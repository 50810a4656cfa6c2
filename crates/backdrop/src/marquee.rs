//! Hover-aware marquee scrolling for the contact page.
//!
//! The strip drifts left at a base speed. While hovered it eases down to a
//! stop at `decel_rate`; once released it eases back up at `accel_rate`.
//! The offset loops through `(-loop_distance, 0]` so duplicated content can
//! tile seamlessly.

use wasm_bindgen::prelude::*;

/// Speeds in px/s, rates in px/s², distances in px.
#[derive(Clone, Copy, PartialEq, Debug)]
pub struct MarqueeConfig {
    pub base_speed: f64,
    pub decel_rate: f64,
    pub accel_rate: f64,
    pub loop_distance: f64,
}

/// The contact page's email strip.
impl Default for MarqueeConfig {
    fn default() -> Self {
        Self {
            base_speed: 50.0,
            decel_rate: 50.0 / 3.0,
            accel_rate: 80.0,
            loop_distance: 1000.0,
        }
    }
}

#[derive(Clone, Copy, PartialEq, Debug)]
pub struct MarqueeState {
    pub speed: f64,
    pub offset: f64,
}

impl MarqueeState {
    /// Already moving at full speed, offset at the loop start.
    #[must_use]
    pub fn new(config: &MarqueeConfig) -> Self {
        Self {
            speed: config.base_speed.max(0.0),
            offset: 0.0,
        }
    }

    /// Advance by `delta_s` seconds and return the new offset.
    pub fn step(&mut self, config: &MarqueeConfig, delta_s: f64, hovered: bool) -> f64 {
        let delta = delta_s.max(0.0);
        let (target, rate) = if hovered {
            (0.0, config.decel_rate)
        } else {
            (config.base_speed.max(0.0), config.accel_rate)
        };
        let max_change = (rate * delta).max(0.0);
        let diff = target - self.speed;
        let next = if diff.abs() <= max_change {
            target
        } else {
            self.speed + max_change.copysign(diff)
        };
        self.speed = next.max(0.0).min(config.base_speed.max(0.0));
        self.offset = wrap_offset(self.offset - self.speed * delta, config.loop_distance);
        self.offset
    }
}

/// Fold `offset` into `(-loop_distance, 0]`.
#[must_use]
pub fn wrap_offset(offset: f64, loop_distance: f64) -> f64 {
    if loop_distance <= 0.0 || !offset.is_finite() {
        return 0.0;
    }
    let folded = offset % loop_distance;
    if folded > 0.0 {
        folded - loop_distance
    } else if folded <= -loop_distance {
        folded + loop_distance
    } else {
        folded
    }
}

/// JS handle: one marquee strip driven from `requestAnimationFrame`.
#[wasm_bindgen]
#[derive(Clone, Copy, Debug)]
pub struct Marquee {
    config: MarqueeConfig,
    state: MarqueeState,
}

#[wasm_bindgen]
impl Marquee {
    #[wasm_bindgen(constructor)]
    #[must_use]
    pub fn new(base_speed: f64, decel_rate: f64, accel_rate: f64, loop_distance: f64) -> Marquee {
        let config = MarqueeConfig {
            base_speed,
            decel_rate,
            accel_rate,
            loop_distance,
        };
        Self {
            config,
            state: MarqueeState::new(&config),
        }
    }

    pub fn step(&mut self, delta_s: f64, hovered: bool) -> f64 {
        self.state.step(&self.config, delta_s, hovered)
    }

    #[wasm_bindgen(getter)]
    #[must_use]
    pub fn speed(&self) -> f64 {
        self.state.speed
    }

    #[wasm_bindgen(getter)]
    #[must_use]
    pub fn offset(&self) -> f64 {
        self.state.offset
    }
}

^^^^^^^^

EXERCISE DETAILS -
Each line above with the word "step" needs to be copied.

RESULT OF THIS TASK -
    pub fn step(&mut self, config: &MarqueeConfig, delta_s: f64, hovered: bool) -> f64 {
    pub fn step(&mut self, delta_s: f64, hovered: bool) -> f64 {
        self.state.step(&self.config, delta_s, hovered)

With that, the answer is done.